Task item: I need every line of the material below that includes the string "nope".

Records provided:
________________________
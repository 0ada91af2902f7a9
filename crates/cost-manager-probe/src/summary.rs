// crates/cost-manager-probe/src/summary.rs
// ============================================================================
// Module: Run Summary
// Description: Probe outcomes and deterministic summary artifacts.
// Purpose: Report a run as text, canonical JSON, and markdown.
// Dependencies: serde, serde_jcs
// ============================================================================

//! ## Overview
//! A [`SuiteSummary`] holds one [`ProbeOutcome`] per probe that ran.
//! [`SuiteSummary::write_artifacts`] writes `summary.json` with canonical JCS
//! serialization and a `summary.md` for humans.

// ============================================================================
// SECTION: Imports
// ============================================================================

use std::fmt::Write as _;
use std::fs;
use std::io;
use std::path::Path;
use std::path::PathBuf;
use std::time::SystemTime;
use std::time::UNIX_EPOCH;

use serde::Deserialize;
use serde::Serialize;

use crate::ProbeError;
use crate::ProbeId;

// ============================================================================
// SECTION: Outcomes
// ============================================================================

/// Whether a probe passed.
#[derive(Debug, Clone, Copy, PartialEq, Eq, Serialize, Deserialize)]
#[serde(rename_all = "snake_case")]
pub enum ProbeStatus {
    /// Every check held.
    Passed,
    /// A request or check failed.
    Failed,
}

/// Class of a probe failure.
#[derive(Debug, Clone, Copy, PartialEq, Eq, Serialize, Deserialize)]
#[serde(rename_all = "snake_case")]
pub enum FailureKind {
    /// The service could not be reached.
    Transport,
    /// The service answered outside the contract.
    Contract,
    /// Fixture setup failed before the probe ran.
    Setup,
}

impl FailureKind {
    /// Returns the class of a probe error.
    #[must_use]
    pub const fn of(err: &ProbeError) -> Self {
        match err {
            ProbeError::Transport(_) => Self::Transport,
            ProbeError::Contract(_) => Self::Contract,
            ProbeError::Setup(_) => Self::Setup,
        }
    }
}

/// Result of one probe.
#[derive(Debug, Clone, PartialEq, Eq, Serialize, Deserialize)]
pub struct ProbeOutcome {
    /// Probe that ran.
    pub probe: ProbeId,
    /// Pass or fail.
    pub status: ProbeStatus,
    /// Failure class, when failed.
    #[serde(default, skip_serializing_if = "Option::is_none")]
    pub failure: Option<FailureKind>,
    /// Failure message, when failed.
    #[serde(default, skip_serializing_if = "Option::is_none")]
    pub message: Option<String>,
    /// Wall-clock duration.
    pub duration_ms: u64,
}

impl ProbeOutcome {
    /// Builds an outcome from a probe result.
    #[must_use]
    pub fn from_result(probe: ProbeId, result: &Result<(), ProbeError>, duration_ms: u64) -> Self {
        match result {
            Ok(()) => Self {
                probe,
                status: ProbeStatus::Passed,
                failure: None,
                message: None,
                duration_ms,
            },
            Err(err) => Self {
                probe,
                status: ProbeStatus::Failed,
                failure: Some(FailureKind::of(err)),
                message: Some(err.to_string()),
                duration_ms,
            },
        }
    }

    /// Returns true when the probe passed.
    #[must_use]
    pub fn passed(&self) -> bool {
        self.status == ProbeStatus::Passed
    }
}

// ============================================================================
// SECTION: Summary
// ============================================================================

/// Outcomes of one run.
#[derive(Debug, Clone, PartialEq, Eq, Serialize, Deserialize)]
pub struct SuiteSummary {
    /// Run start, Unix milliseconds.
    pub started_at_ms: u64,
    /// Run end, Unix milliseconds.
    pub ended_at_ms: u64,
    /// Probes that passed.
    pub passed: usize,
    /// Probes that failed.
    pub failed: usize,
    /// One entry per probe, in execution order.
    pub outcomes: Vec<ProbeOutcome>,
}

impl SuiteSummary {
    /// Builds a summary and counts the outcomes.
    #[must_use]
    pub fn new(started_at_ms: u64, ended_at_ms: u64, outcomes: Vec<ProbeOutcome>) -> Self {
        let passed = outcomes.iter().filter(|outcome| outcome.passed()).count();
        Self {
            started_at_ms,
            ended_at_ms,
            passed,
            failed: outcomes.len() - passed,
            outcomes,
        }
    }

    /// Returns true when no probe failed.
    #[must_use]
    pub const fn is_success(&self) -> bool {
        self.failed == 0
    }

    /// Returns the outcome of a probe, if it ran.
    #[must_use]
    pub fn outcome(&self, probe: ProbeId) -> Option<&ProbeOutcome> {
        self.outcomes.iter().find(|outcome| outcome.probe == probe)
    }

    /// Run duration in milliseconds.
    #[must_use]
    pub const fn duration_ms(&self) -> u64 {
        self.ended_at_ms.saturating_sub(self.started_at_ms)
    }

    /// Renders one line per probe and a totals line.
    #[must_use]
    pub fn to_text(&self) -> String {
        let mut out = String::new();
        for outcome in &self.outcomes {
            let mark = if outcome.passed() { "PASS" } else { "FAIL" };
            let _ = write!(out, "{mark} {} ({} ms)", outcome.probe, outcome.duration_ms);
            if let Some(message) = &outcome.message {
                let _ = write!(out, ": {message}");
            }
            out.push('\n');
        }
        let _ = write!(out, "{} passed, {} failed", self.passed, self.failed);
        out
    }

    /// Renders a markdown report.
    #[must_use]
    pub fn to_markdown(&self) -> String {
        let status = if self.is_success() { "passed" } else { "failed" };
        let mut out = String::new();
        out.push_str("# Conformance Summary\n\n");
        out.push_str("## Status\n\n");
        let _ = writeln!(out, "- Status: {status}");
        let _ = writeln!(out, "- Passed: {}", self.passed);
        let _ = writeln!(out, "- Failed: {}", self.failed);
        let _ = writeln!(out, "- Duration (ms): {}", self.duration_ms());
        out.push_str("\n## Probes\n\n");
        out.push_str("| Probe | Status | Failure | Duration (ms) |\n");
        out.push_str("|---|---|---|---|\n");
        for outcome in &self.outcomes {
            let status = if outcome.passed() { "passed" } else { "failed" };
            let failure = outcome.message.as_deref().unwrap_or("").replace('|', "\\|");
            let _ = writeln!(
                out,
                "| {} | {status} | {failure} | {} |",
                outcome.probe, outcome.duration_ms
            );
        }
        out
    }

    /// Writes `summary.json` and `summary.md` into `dir`, creating it.
    ///
    /// # Errors
    ///
    /// Returns an I/O error when the directory or either file cannot be
    /// written.
    pub fn write_artifacts(&self, dir: &Path) -> io::Result<Vec<PathBuf>> {
        fs::create_dir_all(dir)?;
        let json_path = dir.join("summary.json");
        let bytes = serde_jcs::to_vec(self).map_err(|err| io::Error::other(err.to_string()))?;
        fs::write(&json_path, bytes)?;
        let markdown_path = dir.join("summary.md");
        fs::write(&markdown_path, self.to_markdown().as_bytes())?;
        Ok(vec![json_path, markdown_path])
    }
}

/// Current Unix time in milliseconds.
pub(crate) fn now_millis() -> u64 {
    let millis = SystemTime::now().duration_since(UNIX_EPOCH).unwrap_or_default().as_millis();
    u64::try_from(millis).unwrap_or(u64::MAX)
}
// crates/cost-manager-cli/src/main_tests.rs
// ============================================================================
// Module: CLI Main Helpers Tests
// Description: Unit tests for argument parsing, flag layering, and rendering.
// Purpose: Ensure flags override the environment and outputs stay stable.
// Dependencies: cost-manager-cli main helpers, tempfile
// ============================================================================

//! ## Overview
//! Validates argument parsing, flag precedence, and output rendering.

#![allow(
    clippy::panic,
    clippy::unwrap_used,
    clippy::expect_used,
    clippy::use_debug,
    reason = "Test-only output and panic-based assertions are permitted."
)]

// ============================================================================
// SECTION: Imports
// ============================================================================

use std::fs;
use std::process::ExitCode;

use clap::Parser;
use cost_manager_probe::FailureKind;
use cost_manager_probe::ProbeId;
use cost_manager_probe::ProbeOutcome;
use cost_manager_probe::ProbeStatus;
use cost_manager_probe::Profile;
use cost_manager_probe::ServiceKind;
use cost_manager_probe::SuiteSummary;
use cost_manager_probe::config::EnvOverrides;
use time::Date;
use time::Month;
use url::Url;

use super::Cli;
use super::CliError;
use super::Commands;
use super::OutputFormat;
use super::ProfileArg;
use super::emit_error;
use super::layer_run_flags;
use super::logging;
use super::render_probe_list;
use super::render_summary;
use super::resolve_config;

// ============================================================================
// SECTION: Helpers
// ============================================================================

fn parse(args: &[&str]) -> Cli {
    Cli::try_parse_from(std::iter::once("cost-manager-conformance").chain(args.iter().copied()))
        .expect("arguments parse")
}

fn summary() -> SuiteSummary {
    SuiteSummary::new(
        10,
        40,
        vec![
            ProbeOutcome {
                probe: ProbeId::UsersListed,
                status: ProbeStatus::Passed,
                failure: None,
                message: None,
                duration_ms: 5,
            },
            ProbeOutcome {
                probe: ProbeId::LogsListed,
                status: ProbeStatus::Failed,
                failure: Some(FailureKind::Contract),
                message: Some("contract: logs is an empty list".to_string()),
                duration_ms: 7,
            },
        ],
    )
}

// ============================================================================
// SECTION: Parsing
// ============================================================================

#[test]
fn run_parses_repeated_probes_and_flags() {
    let cli = parse(&[
        "run",
        "--profile",
        "remote",
        "--users-url",
        "https://users.example.com",
        "--probe",
        "users-listed",
        "--probe",
        "about-members",
        "--teardown",
        "--format",
        "json",
    ]);
    assert_eq!(cli.log_level, "info");
    let Commands::Run(command) = cli.command else {
        panic!("expected run command");
    };
    assert_eq!(command.source.profile, Some(ProfileArg::Remote));
    assert_eq!(command.probes, vec![ProbeId::UsersListed, ProbeId::AboutMembers]);
    assert!(command.teardown);
    assert_eq!(command.format, OutputFormat::Json);
}

#[test]
fn unknown_probe_is_a_usage_error() {
    let result = Cli::try_parse_from(["cost-manager-conformance", "run", "--probe", "nope"]);
    let err = result.expect_err("unknown probe rejected");
    assert!(err.to_string().contains("unknown probe `nope`"), "{err}");
}

#[test]
fn date_flag_pins_the_fixture_date() {
    let cli = parse(&["run", "--date", "2026-03-31"]);
    let Commands::Run(command) = cli.command else {
        panic!("expected run command");
    };
    let expected = Date::from_calendar_date(2026, Month::March, 31).unwrap();
    assert_eq!(command.date, Some(expected));
    let Commands::Run(command) = parse(&["run"]).command else {
        panic!("expected run command");
    };
    assert_eq!(command.date, None);
}

#[test]
fn malformed_dates_are_usage_errors() {
    for value in ["2026-02-30", "2026-3", "31.03.2026", "2026-13-01"] {
        let result = Cli::try_parse_from(["cost-manager-conformance", "run", "--date", value]);
        let err = result.expect_err("malformed date rejected");
        assert!(err.to_string().contains("invalid date"), "{err}");
    }
}

#[test]
fn log_level_is_global() {
    let cli = parse(&["probes", "--log-level", "debug"]);
    assert_eq!(cli.log_level, "debug");
    assert!(matches!(cli.command, Commands::Probes));
}

// ============================================================================
// SECTION: Flag Layering
// ============================================================================

#[test]
fn url_flags_override_environment_urls() {
    let cli = parse(&["run", "--costs-url", "http://flag.test:9000"]);
    let Commands::Run(command) = cli.command else {
        panic!("expected run command");
    };
    let mut env = EnvOverrides {
        endpoints: vec![(ServiceKind::Costs, Url::parse("http://env.test:8000").unwrap())],
        ..EnvOverrides::default()
    };
    layer_run_flags(&command, &mut env);
    let config = resolve_config(&command.source, &env).unwrap();
    let costs = config.endpoints.get(ServiceKind::Costs).unwrap();
    assert_eq!(costs.as_str(), "http://flag.test:9000/");
}

#[test]
fn remote_profile_needs_every_url() {
    let cli = parse(&["config", "--profile", "remote", "--users-url", "https://u.example.com"]);
    let Commands::Config(command) = cli.command else {
        panic!("expected config command");
    };
    let mut env = EnvOverrides::default();
    super::layer_source_flags(&command.source, &mut env);
    let err = resolve_config(&command.source, &env).unwrap_err();
    assert_eq!(err.code, 2);
    assert!(err.to_string().contains("costs"), "{err}");
}

#[test]
fn run_flags_set_teardown_and_artifacts() {
    let dir = tempfile::tempdir().unwrap();
    let config_path = dir.path().join("suite.toml");
    fs::write(&config_path, "teardown = false\n").unwrap();
    let artifacts = dir.path().join("out");
    let cli = parse(&[
        "run",
        "--config",
        config_path.to_str().unwrap(),
        "--teardown",
        "--artifacts",
        artifacts.to_str().unwrap(),
    ]);
    let Commands::Run(command) = cli.command else {
        panic!("expected run command");
    };
    let mut env = EnvOverrides::default();
    layer_run_flags(&command, &mut env);
    let config = resolve_config(&command.source, &env).unwrap();
    assert_eq!(config.profile, Profile::Local);
    assert!(config.teardown);
    assert_eq!(config.artifacts_dir, Some(artifacts));
}

// ============================================================================
// SECTION: Rendering
// ============================================================================

#[test]
fn probe_list_has_one_line_per_probe() {
    let rendered = render_probe_list();
    let lines: Vec<&str> = rendered.lines().collect();
    assert_eq!(lines.len(), ProbeId::ALL.len());
    for (line, probe) in lines.iter().zip(ProbeId::ALL) {
        assert!(line.starts_with(probe.as_str()), "{line}");
        assert!(line.ends_with(probe.description()), "{line}");
    }
}

#[test]
fn json_summary_is_canonical() {
    let rendered = render_summary(&summary(), OutputFormat::Json).unwrap();
    assert!(rendered.starts_with(r#"{"ended_at_ms":40,"failed":1,"#), "{rendered}");
    assert!(!rendered.contains('\n'));
}

#[test]
fn text_summary_matches_library_rendering() {
    let summary = summary();
    assert_eq!(render_summary(&summary, OutputFormat::Text).unwrap(), summary.to_text());
}

// ============================================================================
// SECTION: Errors and Logging
// ============================================================================

#[test]
fn error_kinds_map_to_exit_codes() {
    assert_eq!(emit_error(&CliError::config("bad")), ExitCode::from(2));
    assert_eq!(emit_error(&CliError::runtime("io")), ExitCode::from(1));
}

#[test]
fn rust_log_takes_precedence_over_flag() {
    assert!(logging::filter(Some("cost_manager_probe=debug"), "info").is_ok());
    assert!(logging::filter(None, "warn").is_ok());
    assert!(logging::filter(Some("  "), "info").is_ok());
    let err = logging::filter(None, "probe=notalevel").unwrap_err();
    assert_eq!(err.code, 2);
}
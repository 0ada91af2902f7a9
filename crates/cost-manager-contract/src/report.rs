// crates/cost-manager-contract/src/report.rs
// ============================================================================
// Module: Monthly Reports
// Description: Typed view of `GET /api/report` with category-keyed buckets.
// Purpose: Replace the wire's list of single-key objects with a map.
// Dependencies: serde, serde_json
// ============================================================================

//! ## Overview
//! On the wire, `costs` is a list such as `[{"food": [...]}, {"health": []}]`.
//! [`CategoryBuckets::from_wire`] folds it into a map keyed by [`Category`],
//! validating every item on the way. Keys that are not categories are kept by
//! name: they are reported but never fail the superset check.
//!
//! ## Invariants
//! - Every decoded [`ReportItem`] has `MIN_REPORT_DAY <= day <= MAX_REPORT_DAY`.
//! - A category listed twice on the wire has its items concatenated in order.

// ============================================================================
// SECTION: Imports
// ============================================================================

use std::collections::BTreeMap;

use serde::Deserialize;
use serde::Serialize;
use serde_json::Value;

use crate::Category;
use crate::ContractViolation;

// ============================================================================
// SECTION: Constants
// ============================================================================

/// Smallest valid day of month for a report item.
pub const MIN_REPORT_DAY: i64 = 1;
/// Largest valid day of month for a report item.
pub const MAX_REPORT_DAY: i64 = 31;

// ============================================================================
// SECTION: Types
// ============================================================================

/// Query parameters of `GET /api/report`.
#[derive(Debug, Clone, Copy, PartialEq, Eq, Serialize, Deserialize)]
pub struct ReportQuery {
    /// User id.
    pub id: u64,
    /// Calendar year.
    pub year: i32,
    /// Month, 1-based.
    pub month: u8,
}

impl ReportQuery {
    /// Returns `(name, value)` pairs in the order the services document them.
    #[must_use]
    pub fn to_pairs(&self) -> [(&'static str, String); 3] {
        [("id", self.id.to_string()), ("year", self.year.to_string()), ("month", self.month.to_string())]
    }
}

/// A single cost inside a report bucket.
#[derive(Debug, Clone, PartialEq, Serialize, Deserialize)]
pub struct ReportItem {
    /// Amount.
    pub sum: f64,
    /// Description.
    pub description: String,
    /// Day of month.
    pub day: i64,
}

/// Report costs keyed by category.
#[derive(Debug, Clone, Default, PartialEq, Serialize, Deserialize)]
pub struct CategoryBuckets {
    /// Items per category present on the wire.
    buckets: BTreeMap<Category, Vec<ReportItem>>,
    /// Wire keys that are not categories, in first-seen order.
    unknown_keys: Vec<String>,
}

impl CategoryBuckets {
    /// Decodes the wire `costs` list.
    ///
    /// # Errors
    ///
    /// Returns [`ContractViolation`] when `costs` is not a list of objects,
    /// when a category does not map to a list, or when an item is malformed
    /// or carries a day outside `1..=31`.
    pub fn from_wire(costs: &Value) -> Result<Self, ContractViolation> {
        let entries = costs.as_array().ok_or_else(|| ContractViolation::NotAList {
            what: "report costs".to_string(),
        })?;
        let mut decoded = Self::default();
        for (index, entry) in entries.iter().enumerate() {
            let object = entry.as_object().ok_or_else(|| ContractViolation::NotAnObject {
                what: format!("report costs entry {index}"),
            })?;
            for (key, value) in object {
                let Some(category) = Category::parse(key) else {
                    if !decoded.unknown_keys.contains(key) {
                        decoded.unknown_keys.push(key.clone());
                    }
                    continue;
                };
                let items = value.as_array().ok_or_else(|| ContractViolation::NotAList {
                    what: format!("report bucket `{category}`"),
                })?;
                let bucket = decoded.buckets.entry(category).or_default();
                for item in items {
                    bucket.push(decode_item(category, item)?);
                }
            }
        }
        Ok(decoded)
    }

    /// Returns the items of a category, or `None` when the bucket is absent.
    #[must_use]
    pub fn get(&self, category: Category) -> Option<&[ReportItem]> {
        self.buckets.get(&category).map(Vec::as_slice)
    }

    /// Returns the number of items in a category (zero when absent).
    #[must_use]
    pub fn count(&self, category: Category) -> usize {
        self.get(category).map_or(0, <[ReportItem]>::len)
    }

    /// Returns categories with no bucket, in canonical order.
    #[must_use]
    pub fn missing(&self) -> Vec<Category> {
        Category::ALL.into_iter().filter(|category| !self.buckets.contains_key(category)).collect()
    }

    /// Returns wire keys that are not categories.
    #[must_use]
    pub fn unknown_keys(&self) -> &[String] {
        &self.unknown_keys
    }

    /// Returns the total amount across every bucket.
    #[must_use]
    pub fn total(&self) -> f64 {
        self.buckets.values().flatten().map(|item| item.sum).sum()
    }
}

/// A checked monthly report.
#[derive(Debug, Clone, PartialEq, Serialize, Deserialize)]
pub struct MonthlyReport {
    /// User id.
    pub userid: u64,
    /// Calendar year.
    pub year: i64,
    /// Month, 1-based.
    pub month: i64,
    /// Buckets keyed by category.
    pub costs: CategoryBuckets,
}

// ============================================================================
// SECTION: Helpers
// ============================================================================

/// Decodes one bucket item and enforces the day range.
fn decode_item(category: Category, item: &Value) -> Result<ReportItem, ContractViolation> {
    let what = format!("report item in `{category}`");
    let object = item.as_object().ok_or_else(|| ContractViolation::NotAnObject {
        what: what.clone(),
    })?;
    let field = |name: &str| {
        object.get(name).ok_or_else(|| ContractViolation::MissingField {
            what: what.clone(),
            field: name.to_string(),
        })
    };
    let wrong_type = |name: &str, expected: &'static str| ContractViolation::WrongType {
        what: what.clone(),
        field: name.to_string(),
        expected,
    };
    let sum = field("sum")?.as_f64().ok_or_else(|| wrong_type("sum", "a number"))?;
    let description = field("description")?
        .as_str()
        .ok_or_else(|| wrong_type("description", "a string"))?
        .to_string();
    let day = field("day")?.as_i64().ok_or_else(|| wrong_type("day", "an integer"))?;
    if !(MIN_REPORT_DAY..=MAX_REPORT_DAY).contains(&day) {
        return Err(ContractViolation::DayOutOfRange {
            category,
            day,
        });
    }
    Ok(ReportItem {
        sum,
        description,
        day,
    })
}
________________________
Response area:
    let result = Cli::try_parse_from(["cost-manager-conformance", "run", "--probe", "nope"]);
    assert!(err.to_string().contains("unknown probe `nope`"), "{err}");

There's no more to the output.